The plans announced yesterday for the new Burberry call for narrowing of the product range, a massive pair-down on costs, and a sharper focus on handbags and digital sales.
CEO Christopher Bailey — now under great pressure to right the — has said he plans on “significant changes” to save 100 million pounds ($144 million) in the next year and will reduce the product range by as much 20 percent.
The plan also calls for a reduction that will not entail wholesale abandoning any categories so much as it will involve “moving from breadth to depth.” In bags, where the company’s sales trail peers, Burberry will increase marketing ahead of new product introductions next year.
“Creating new demand has to be at the core of Burberry’s future strategy,” said Paul Thomas, an analyst at consultant Retail Remedy.

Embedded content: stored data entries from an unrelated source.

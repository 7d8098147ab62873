//! Modifier and annotation resolution
//!
//! Turns raw modifier keywords and annotation markers into the structured
//! [`Modifier`] and [`Annotation`] types and reports modifier combinations
//! that Kotlin rejects as structural warnings.

use crate::token::{LineIndex, Span, Token};
use codeoutline_parser_api::{Annotation, Binding, Modifier, ParseError};

/// Modifier keyword as written
#[derive(Debug, Clone, Copy, PartialEq, Eq)]
pub struct RawModifier<'src> {
    pub text: &'src str,
    pub span: Span,
}

pub struct Resolver<'a> {
    lines: &'a LineIndex,
}

impl<'a> Resolver<'a> {
    pub fn new(lines: &'a LineIndex) -> Self {
        Self { lines }
    }

    /// Resolve a modifier list, warning on repeats and visibility conflicts
    pub fn modifiers(&self, raw: &[RawModifier<'_>], errors: &mut Vec<ParseError>) -> Vec<Modifier> {
        let mut resolved: Vec<Modifier> = Vec::with_capacity(raw.len());
        for modifier in raw {
            let resolved_modifier = Modifier::from_keyword(modifier.text);

            if resolved.contains(&resolved_modifier) {
                errors.push(ParseError::warning(
                    format!("Repeated modifier `{}`", modifier.text),
                    self.lines.range(modifier.span),
                ));
                continue;
            }

            if resolved_modifier.is_visibility() {
                if let Some(existing) = resolved.iter().find(|m| m.is_visibility()) {
                    errors.push(ParseError::warning(
                        format!(
                            "Conflicting visibility modifiers `{}` and `{}`",
                            existing, resolved_modifier
                        ),
                        self.lines.range(modifier.span),
                    ));
                }
            }

            resolved.push(resolved_modifier);
        }
        resolved
    }

    /// Build an annotation from its `@` marker and optional argument text
    ///
    /// `arguments` is the text between the parentheses.
    pub fn annotation(&self, marker: &Token<'_>, arguments: Option<&str>, span: Span) -> Annotation {
        let text = marker.text.trim_start_matches('@');
        let mut annotation = match text.split_once(':') {
            Some((target, name)) => {
                Annotation::new(name, self.lines.range(span)).with_target(target)
            }
            None => Annotation::new(text, self.lines.range(span)),
        };
        if let Some(args) = arguments {
            annotation = annotation.with_arguments(normalize_whitespace(args));
        }
        annotation
    }

    /// Warn on class modifier combinations Kotlin rejects
    pub fn check_class(&self, modifiers: &[Modifier], span: Span, errors: &mut Vec<ParseError>) {
        if !modifiers.contains(&Modifier::Data) {
            return;
        }
        for conflicting in [
            Modifier::Abstract,
            Modifier::Open,
            Modifier::Sealed,
            Modifier::Inner,
        ] {
            if modifiers.contains(&conflicting) {
                errors.push(ParseError::warning(
                    format!("Modifier `data` cannot be combined with `{}`", conflicting),
                    self.lines.range(span),
                ));
            }
        }
    }

    /// Warn on property modifiers that contradict `val`/`var`
    pub fn check_property(
        &self,
        binding: Binding,
        modifiers: &[Modifier],
        span: Span,
        errors: &mut Vec<ParseError>,
    ) {
        let mut warn = |message: String| {
            errors.push(ParseError::warning(message, self.lines.range(span)));
        };

        match binding {
            Binding::Var => {
                if modifiers.contains(&Modifier::Const) {
                    warn("Modifier `const` is not applicable to `var`".to_string());
                }
            }
            Binding::Val => {
                if modifiers.contains(&Modifier::Lateinit) {
                    warn("Modifier `lateinit` is not applicable to `val`".to_string());
                }
                for setter in modifiers.iter().filter(|m| is_setter_visibility(m)) {
                    warn(format!("Setter visibility `{}` on a `val`", setter));
                }
            }
        }
    }
}

/// Property-level modifier for a visibility written on a setter
pub fn setter_modifier(visibility: &Modifier) -> Option<Modifier> {
    match visibility {
        Modifier::Private => Some(Modifier::PrivateSet),
        Modifier::Protected => Some(Modifier::ProtectedSet),
        Modifier::Internal => Some(Modifier::InternalSet),
        _ => None,
    }
}

fn is_setter_visibility(modifier: &Modifier) -> bool {
    matches!(
        modifier,
        Modifier::PrivateSet | Modifier::ProtectedSet | Modifier::InternalSet
    )
}

/// Collapse runs of whitespace to single spaces
pub fn normalize_whitespace(text: &str) -> String {
    text.split_whitespace().collect::<Vec<_>>().join(" ")
}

“The external environment has remained challenging and underlying cost inflation pressures persist,” noted a Burberry spokesperson.
ECommerce also factors prominently in the turnaround effort, as online sales are targeted to account for about 33 percent of revenue growth per year over the next three, according to Burberry. Burberry.com is central to that effort — and the firm is looking to focus on higher conversion (particularly on mobile) and better eCommerce penetration worldwide (particularly in Asia).
The firm is also focused on “integrating and improving customer experiences across online and offline.”
In fiscal 2017, Burberry.com will relaunch, and the retailer will introduce a customer app with mobile checkout and customer connectivity. While Burberry does not separately report commerce vs. physical sales, the luxury retailer has noted that “digital outperformed during the year, delivering growth in all regions.”